A safe gamble? A&E bets future on ‘Sopranos’ re-runs

? A&E is placing a $195 million bet — and perhaps its future — on Tony Soprano’s broad back.

The basic cable channel’s recent purchase of rights to telecast edited versions of HBO’s “The Sopranos” for a record-shattering $2.5 million per episode is the new year’s most significant television deal. The reruns will start in fall 2006.

A rights deal for another one of HBO’s crown jewels, “Sex and the City,” has worked out well for TBS. But the price tag for “The Sopranos” has left many television executives wondering how A&E can possibly profit.

Court TV General Manager Marc Juris likened the deal to building a 10,000-square-foot mansion in a run-down neighborhood: “You will definitely impress a lot of the neighbors and make a lot of noise, but I don’t think you’ll get your money out of it.”

A&E is staring down the naysayers.

“We don’t do anything that doesn’t make money,” said Bob DeBitetto, A&E programming chief, “especially talking about that level of investment.”

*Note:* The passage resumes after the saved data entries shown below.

//! Core topology resolution
//!
//! Joins the four per-namespace object lists by label-selector matching and
//! ingress backend references, then flattens the result into ordered tree
//! entries. Output is deterministic for a fixed input ordering: ingresses in
//! input order, each ingress's backend services in first-seen rule order,
//! ingress-less services appended in input order.

use std::collections::{BTreeMap, HashMap, HashSet};

use crate::models::{DeploymentSnapshot, IngressSnapshot, PodSnapshot, ServiceSnapshot};

use super::models::{TopologyEntry, TopologyView};

/// Subset match shared by every label join: true iff every key in the
/// selector exists in `labels` with an equal value. An empty or absent
/// selector matches nothing, never everything.
pub fn selector_matches(
    selector: &BTreeMap<String, String>,
    labels: &BTreeMap<String, String>,
) -> bool {
    if selector.is_empty() {
        return false;
    }
    selector.iter().all(|(k, v)| labels.get(k) == Some(v))
}

/// Resolve the Ingress → Service → Deployment → Pod tree for one namespace.
///
/// The caller scopes all four lists to the same namespace; the resolver does
/// no filtering of its own. Pure and total: missing data produces fewer
/// entries, not an error.
pub fn resolve_topology(
    ingresses: &[IngressSnapshot],
    services: &[ServiceSnapshot],
    pods: &[PodSnapshot],
    deployments: &[DeploymentSnapshot],
) -> TopologyView {
    // Name lookup for ingress backend references; first occurrence wins.
    let mut service_index: HashMap<&str, usize> = HashMap::new();
    for (i, svc) in services.iter().enumerate() {
        service_index.entry(svc.name.as_str()).or_insert(i);
    }

    // Service -> Deployments whose pod-template labels cover the selector.
    let service_deployments: Vec<Vec<usize>> = services
        .iter()
        .map(|svc| {
            deployments
                .iter()
                .enumerate()
                .filter(|(_, dep)| selector_matches(&svc.selector, &dep.pod_template_labels))
                .map(|(i, _)| i)
                .collect()
        })
        .collect();

    // Deployment -> Pods whose labels cover the pod-template labels.
    let deployment_pods: Vec<Vec<usize>> = deployments
        .iter()
        .map(|dep| {
            pods.iter()
                .enumerate()
                .filter(|(_, pod)| selector_matches(&dep.pod_template_labels, &pod.labels))
                .map(|(i, _)| i)
                .collect()
        })
        .collect();

    // Direct Service -> Pod attribution, suppressed entirely for services
    // that matched a Deployment: such pods are assumed reachable via the
    // Deployment path (a label-match approximation, not an ownership check).
    let service_pods: Vec<Vec<usize>> = services
        .iter()
        .enumerate()
        .map(|(s, svc)| {
            if !service_deployments[s].is_empty() {
                return Vec::new();
            }
            pods.iter()
                .enumerate()
                .filter(|(_, pod)| selector_matches(&svc.selector, &pod.labels))
                .map(|(i, _)| i)
                .collect()
        })
        .collect();

    let mut entries = Vec::new();
    let mut emitted_services: HashSet<usize> = HashSet::new();

    for ing in ingresses {
        entries.push(TopologyEntry::new("Ingress", &ing.namespace, &ing.name, 0));

        // Distinct backend names in first-seen order across this ingress's
        // rules; duplicate (service, ingress) pairs are discarded here.
        let mut seen_backends: HashSet<&str> = HashSet::new();
        for rule in &ing.rules {
            for path in &rule.paths {
                let backend = path.backend_service_name.as_str();
                if !seen_backends.insert(backend) {
                    continue;
                }
                // Orphaned references (no such Service) leave the ingress
                // header standing with no children for that name.
                if let Some(&s) = service_index.get(backend) {
                    if emitted_services.insert(s) {
                        emit_service(
                            &mut entries,
                            s,
                            services,
                            deployments,
                            pods,
                            &service_deployments,
                            &deployment_pods,
                            &service_pods,
                        );
                    }
                }
            }
        }
    }

    // Services unreachable from any ingress, appended in input order.
    for s in 0..services.len() {
        if emitted_services.insert(s) {
            emit_service(
                &mut entries,
                s,
                services,
                deployments,
                pods,
                &service_deployments,
                &deployment_pods,
                &service_pods,
            );
        }
    }

    TopologyView { entries }
}

/// Emit one Service line with its Deployment/Pod substructure.
#[allow(clippy::too_many_arguments)]
fn emit_service(
    entries: &mut Vec<TopologyEntry>,
    s: usize,
    services: &[ServiceSnapshot],
    deployments: &[DeploymentSnapshot],
    pods: &[PodSnapshot],
    service_deployments: &[Vec<usize>],
    deployment_pods: &[Vec<usize>],
    service_pods: &[Vec<usize>],
) {
    let svc = &services[s];
    entries.push(TopologyEntry::new("Service", &svc.namespace, &svc.name, 1));

    for &d in &service_deployments[s] {
        let dep = &deployments[d];
        entries.push(TopologyEntry::new(
            "Deployment",
            &dep.namespace,
            &dep.name,
            2,
        ));
        for &p in &deployment_pods[d] {
            entries.push(TopologyEntry::new("Pod", &pods[p].namespace, &pods[p].name, 3));
        }
    }

    for &p in &service_pods[s] {
        entries.push(TopologyEntry::new("Pod", &pods[p].namespace, &pods[p].name, 2));
    }
}
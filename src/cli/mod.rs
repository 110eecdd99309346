//! Command-line layer

pub mod logging;

pub use logging::init_logging;
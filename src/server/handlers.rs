//! API request handlers

use std::time::Duration;

use axum::extract::{Path, Query, State};
use axum::Json;
use serde::Deserialize;
use serde_json::{json, Value};

use crate::exec::{CommandRunner, Gatekeeper};
use crate::helm::HelmReleaseSnapshot;
use crate::models::{DeploymentSnapshot, IngressSnapshot, PodSnapshot, ServiceSnapshot};

use super::{ApiError, AppState};

/// Query string shared by the namespaced list endpoints
#[derive(Debug, Deserialize)]
pub struct NamespaceQuery {
    pub namespace: Option<String>,
}

impl NamespaceQuery {
    fn resolve(&self, state: &AppState) -> String {
        self.namespace
            .clone()
            .filter(|ns| !ns.is_empty())
            .unwrap_or_else(|| state.default_namespace.clone())
    }
}

/// Body of POST /api/kubectl
#[derive(Debug, Deserialize)]
pub struct KubectlRequest {
    pub command: String,
}

/// Body of POST /api/deployments/scale
#[derive(Debug, Deserialize)]
pub struct ScaleRequest {
    pub namespace: Option<String>,
    pub name: String,
    pub replicas: i32,
}

pub async fn health(State(state): State<AppState>) -> Json<Value> {
    Json(json!({
        "status": "ok",
        "context": state.context,
        "version": env!("CARGO_PKG_VERSION"),
    }))
}

pub async fn namespaces(State(state): State<AppState>) -> Result<Json<Vec<String>>, ApiError> {
    Ok(Json(state.cluster.namespaces().await?))
}

pub async fn ingresses(
    State(state): State<AppState>,
    Query(query): Query<NamespaceQuery>,
) -> Result<Json<Vec<IngressSnapshot>>, ApiError> {
    let namespace = query.resolve(&state);
    Ok(Json(state.cluster.ingresses(&namespace).await?))
}

pub async fn services(
    State(state): State<AppState>,
    Query(query): Query<NamespaceQuery>,
) -> Result<Json<Vec<ServiceSnapshot>>, ApiError> {
    let namespace = query.resolve(&state);
    Ok(Json(state.cluster.services(&namespace).await?))
}

pub async fn deployments(
    State(state): State<AppState>,
    Query(query): Query<NamespaceQuery>,
) -> Result<Json<Vec<DeploymentSnapshot>>, ApiError> {
    let namespace = query.resolve(&state);
    Ok(Json(state.cluster.deployments(&namespace).await?))
}

pub async fn pods(
    State(state): State<AppState>,
    Query(query): Query<NamespaceQuery>,
) -> Result<Json<Vec<PodSnapshot>>, ApiError> {
    let namespace = query.resolve(&state);
    Ok(Json(state.cluster.pods(&namespace).await?))
}

pub async fn topology(
    State(state): State<AppState>,
    Query(query): Query<NamespaceQuery>,
) -> Result<Json<Value>, ApiError> {
    let namespace = query.resolve(&state);
    let view = state.cluster.topology(&namespace).await?;
    Ok(Json(json!({
        "namespace": namespace,
        "lines": view.lines(),
    })))
}

pub async fn helm_releases(
    State(state): State<AppState>,
    Query(query): Query<NamespaceQuery>,
) -> Result<Json<Vec<HelmReleaseSnapshot>>, ApiError> {
    let namespace = query.resolve(&state);
    Ok(Json(state.cluster.helm_releases(&namespace).await?))
}

pub async fn scale_deployment(
    State(state): State<AppState>,
    Json(req): Json<ScaleRequest>,
) -> Result<Json<Value>, ApiError> {
    let namespace = req
        .namespace
        .clone()
        .unwrap_or_else(|| state.default_namespace.clone());
    state
        .cluster
        .scale_deployment(&namespace, &req.name, req.replicas)
        .await?;
    Ok(Json(json!({
        "output": format!("deployment {}/{} scaled to {}", namespace, req.name, req.replicas),
    })))
}

pub async fn delete_pod(
    State(state): State<AppState>,
    Path((namespace, name)): Path<(String, String)>,
) -> Result<Json<Value>, ApiError> {
    state.cluster.delete_pod(&namespace, &name).await?;
    Ok(Json(json!({
        "output": format!("pod {}/{} deleted", namespace, name),
    })))
}

pub async fn kubectl(
    State(state): State<AppState>,
    Json(req): Json<KubectlRequest>,
) -> Result<Json<Value>, ApiError> {
    let output = execute_command(
        &state.gatekeeper,
        state.runner.as_ref(),
        &state.kubectl_binary,
        state.kubectl_timeout_secs,
        &req.command,
    )
    .await?;
    Ok(Json(json!({ "output": output })))
}

/// Gatekeeper-then-exec round trip shared by the kubectl endpoint.
///
/// The gatekeeper runs before any process exists; the runner receives the
/// argument vector of the validated command, never a joined shell string.
pub(crate) async fn execute_command(
    gatekeeper: &Gatekeeper,
    runner: &dyn CommandRunner,
    binary: &str,
    timeout_secs: u64,
    raw: &str,
) -> Result<String, ApiError> {
    let validated = gatekeeper.validate(raw)?;
    let args = validated.argv();

    match tokio::time::timeout(Duration::from_secs(timeout_secs), runner.run(binary, &args)).await
    {
        Ok(result) => Ok(result?),
        Err(_) => Err(ApiError::ExecutionFailure(format!(
            "command timed out after {}s",
            timeout_secs
        ))),
    }
}

#[cfg(test)]
mod tests {
    use super::*;
    use crate::exec::{GatekeeperConfig, MockCommandRunner, ProcessRunner};

    fn gate() -> Gatekeeper {
        Gatekeeper::new(GatekeeperConfig::kubectl())
    }

    #[tokio::test]
    async fn test_runner_receives_argument_vector() {
        let mut runner = MockCommandRunner::new();
        runner
            .expect_run()
            .withf(|program, args| {
                program == "kubectl"
                    && args
                        .iter()
                        .map(String::as_str)
                        .eq(["get", "pods", "-n", "default"])
            })
            .times(1)
            .returning(|_, _| Ok("NAME  READY\n".to_string()));

        let output = execute_command(&gate(), &runner, "kubectl", 30, "kubectl get pods -n default")
            .await
            .unwrap();
        assert_eq!(output, "NAME  READY\n");
    }

    #[tokio::test]
    async fn test_forbidden_subcommand_never_reaches_runner() {
        let mut runner = MockCommandRunner::new();
        runner.expect_run().times(0);

        let err = execute_command(&gate(), &runner, "kubectl", 30, "kubectl drain node1")
            .await
            .unwrap_err();
        assert!(matches!(err, ApiError::Forbidden(_)));
    }

    #[tokio::test]
    async fn test_missing_prefix_never_reaches_runner() {
        let mut runner = MockCommandRunner::new();
        runner.expect_run().times(0);

        let err = execute_command(&gate(), &runner, "kubectl", 30, "get pods")
            .await
            .unwrap_err();
        assert!(matches!(err, ApiError::InvalidCommand(_)));
    }

    #[tokio::test]
    async fn test_execution_timeout_is_classified() {
        // A gate for the test binary: "sleep 5" parses as subcommand "5"
        let config = GatekeeperConfig {
            program: "sleep".to_string(),
            allowed_subcommands: ["5"].iter().map(|s| s.to_string()).collect(),
        };
        let gatekeeper = Gatekeeper::new(config);
        let runner = ProcessRunner;

        let err = execute_command(&gatekeeper, &runner, "sleep", 0, "sleep 5")
            .await
            .unwrap_err();
        match err {
            ApiError::ExecutionFailure(details) => assert!(details.contains("timed out")),
            other => panic!("expected ExecutionFailure, got {:?}", other),
        }
    }
}
//! Helm release listing
//!
//! Helm 3 stores one Secret per release revision, named
//! `sh.helm.release.v1.{name}.v{version}`, whose `release` key holds a
//! base64 payload that is usually gzip-compressed JSON. Listing releases is
//! therefore a Secret list plus a decode:
//! base64 → gzip detection → decompress → JSON parse → extract fields.

use anyhow::{Context, Result};
use base64::Engine;
use k8s_openapi::api::core::v1::Secret;
use kube::api::{Api, ListParams};
use serde::Serialize;

/// Secret type Helm 3 uses for release storage
const HELM_SECRET_TYPE: &str = "helm.sh/release.v1";

/// One installed Helm release (latest revision)
#[derive(Debug, Clone, Serialize)]
#[serde(rename_all = "camelCase")]
pub struct HelmReleaseSnapshot {
    pub name: String,
    pub namespace: String,
    pub revision: i64,
    pub chart: String,
    pub status: String,
    pub updated: Option<String>,
}

/// List the releases installed in a namespace, newest revision per release.
pub async fn list_releases(
    client: &kube::Client,
    namespace: &str,
) -> Result<Vec<HelmReleaseSnapshot>> {
    let secrets: Api<Secret> = Api::namespaced(client.clone(), namespace);
    let params = ListParams::default().labels("owner=helm");
    let list = secrets
        .list(&params)
        .await
        .context("Failed to list Helm storage secrets")?;

    let mut releases: Vec<HelmReleaseSnapshot> = Vec::new();
    for secret in &list.items {
        if secret.type_.as_deref() != Some(HELM_SECRET_TYPE) {
            continue;
        }
        let Some(payload) = secret.data.as_ref().and_then(|data| data.get("release")) else {
            continue;
        };
        match decode_release_payload(&payload.0) {
            Ok(release) => {
                // Keep only the newest revision per release name
                match releases.iter().position(|r| r.name == release.name) {
                    Some(i) if releases[i].revision < release.revision => releases[i] = release,
                    Some(_) => {}
                    None => releases.push(release),
                }
            }
            Err(e) => {
                let secret_name = secret.metadata.name.as_deref().unwrap_or("<unnamed>");
                tracing::warn!(secret = %secret_name, error = %e, "skipping undecodable Helm secret");
            }
        }
    }

    releases.sort_by(|a, b| a.name.cmp(&b.name));
    Ok(releases)
}

/// Decode one Helm storage payload (the Secret's `release` value, already
/// un-base64'd once by the API machinery) into a release snapshot.
pub fn decode_release_payload(raw: &[u8]) -> Result<HelmReleaseSnapshot> {
    // Helm double-encodes: the Secret value is itself base64 text
    let decoded = base64::engine::general_purpose::STANDARD
        .decode(raw)
        .context("Failed to decode base64 release data")?;

    // Check for gzip magic bytes (0x1f, 0x8b, 0x08)
    let is_gzipped =
        decoded.len() >= 3 && decoded[0] == 0x1f && decoded[1] == 0x8b && decoded[2] == 0x08;

    let json_bytes = if is_gzipped {
        use std::io::Read;
        let mut decoder = flate2::read::GzDecoder::new(&decoded[..]);
        let mut buf = Vec::new();
        decoder
            .read_to_end(&mut buf)
            .context("Failed to decompress gzip release data")?;
        buf
    } else {
        decoded
    };

    let release: serde_json::Value =
        serde_json::from_slice(&json_bytes).context("Failed to parse release JSON")?;

    let name = release
        .get("name")
        .and_then(|n| n.as_str())
        .context("Release missing name")?
        .to_string();
    let namespace = release
        .get("namespace")
        .and_then(|n| n.as_str())
        .unwrap_or_default()
        .to_string();
    let revision = release
        .get("version")
        .and_then(|v| v.as_i64())
        .context("Release missing version")?;

    let chart = release
        .get("chart")
        .and_then(|c| c.get("metadata"))
        .map(|meta| {
            let chart_name = meta.get("name").and_then(|n| n.as_str()).unwrap_or("?");
            let chart_version = meta.get("version").and_then(|v| v.as_str()).unwrap_or("?");
            format!("{}-{}", chart_name, chart_version)
        })
        .unwrap_or_else(|| "?".to_string());

    let info = release.get("info");
    let status = info
        .and_then(|i| i.get("status"))
        .and_then(|s| s.as_str())
        .unwrap_or("unknown")
        .to_string();
    let updated = info
        .and_then(|i| i.get("last_deployed"))
        .and_then(|t| t.as_str())
        .map(|t| t.to_string());

    Ok(HelmReleaseSnapshot {
        name,
        namespace,
        revision,
        chart,
        status,
        updated,
    })
}
//! Configuration system for kubedeck
//!
//! YAML config file with layered defaults and environment overrides, plus
//! dot-notation get/set used by the `config` CLI subcommand.

mod defaults;
pub mod loader;
pub mod paths;
pub mod schema;

pub use loader::ConfigLoader;
pub use schema::Config;

/// Get a configuration value by key (dot notation)
pub fn get_config_value(config: &schema::Config, key: &str) -> anyhow::Result<String> {
    match key {
        "defaultNamespace" => Ok(config.default_namespace.clone()),
        "server.bind" => Ok(config.server.bind.clone()),
        "kubectl.binary" => Ok(config.kubectl.binary.clone()),
        "kubectl.timeoutSecs" => Ok(config.kubectl.timeout_secs.to_string()),
        _ => Err(anyhow::anyhow!("Unknown configuration key: {}", key)),
    }
}

/// Set a configuration value by key (dot notation)
pub fn set_config_value(config: &mut schema::Config, key: &str, value: &str) -> anyhow::Result<()> {
    use anyhow::Context;
    match key {
        "defaultNamespace" => {
            config.default_namespace = value.to_string();
        }
        "server.bind" => {
            config.server.bind = value.to_string();
        }
        "kubectl.binary" => {
            config.kubectl.binary = value.to_string();
        }
        "kubectl.timeoutSecs" => {
            config.kubectl.timeout_secs = value
                .parse()
                .context("kubectl.timeoutSecs must be a number")?;
        }
        _ => return Err(anyhow::anyhow!("Unknown configuration key: {}", key)),
    }
    Ok(())
}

A&E is clearly in transition, although DeBitetto helped stop a long-term decline. Average viewership sank from 840,000 in 2000 to 622,000 in 2003 but rose slightly to 626,000 last year, according to Nielsen Media Research.

More importantly in the youth-obsessed TV industry, the A&E audience is getting younger: The median age dropped from 56 to 53 in just one year. “Growing Up Gotti,” “Dog The Bounty Hunter” and “Cold Case Files” — which DeBitetto likes to call “cinema verite docu-soaps” — have helped.

But to this day A&E has been haunted by losing the syndication rights to the immensely popular “Law & Order” in 2002, and its executives seemed determined not to repeat that mistake.

Acquiring the rights to “The Sopranos” — the last decade’s most critically acclaimed drama — gives A&E instant cache. Although HBO has repeated the episodes frequently, the pay-cable service reaches only about a third of the TV audience — meaning “The Sopranos” will be first-run programming for a large number of viewers.

A&E hasn’t finalized its plans on how the series will be presented. In TV lingo, it’s likely to be vertical rather than horizontal scheduling.

That means showing two or three episodes back-to-back on a single night, once or twice a week. A horizontal schedule would be airing a single episode at the same time five nights a week, which is probably how A&E will show “CSI: Miami” starting next fall.

As a show rife with violence, sex and bad language, “The Sopranos” will have to be edited to meet basic cable standards. Some fans wonder how that can be done without stealing the show’s essence; the image of Ralphie’s head stuffed into a bowling bag will live forever in “Sopranos” lore.

DeBitetto is confident it can be done, and even turns the challenge around.

“Some people might like it BECAUSE it has been edited for sex, violence and language,” he said.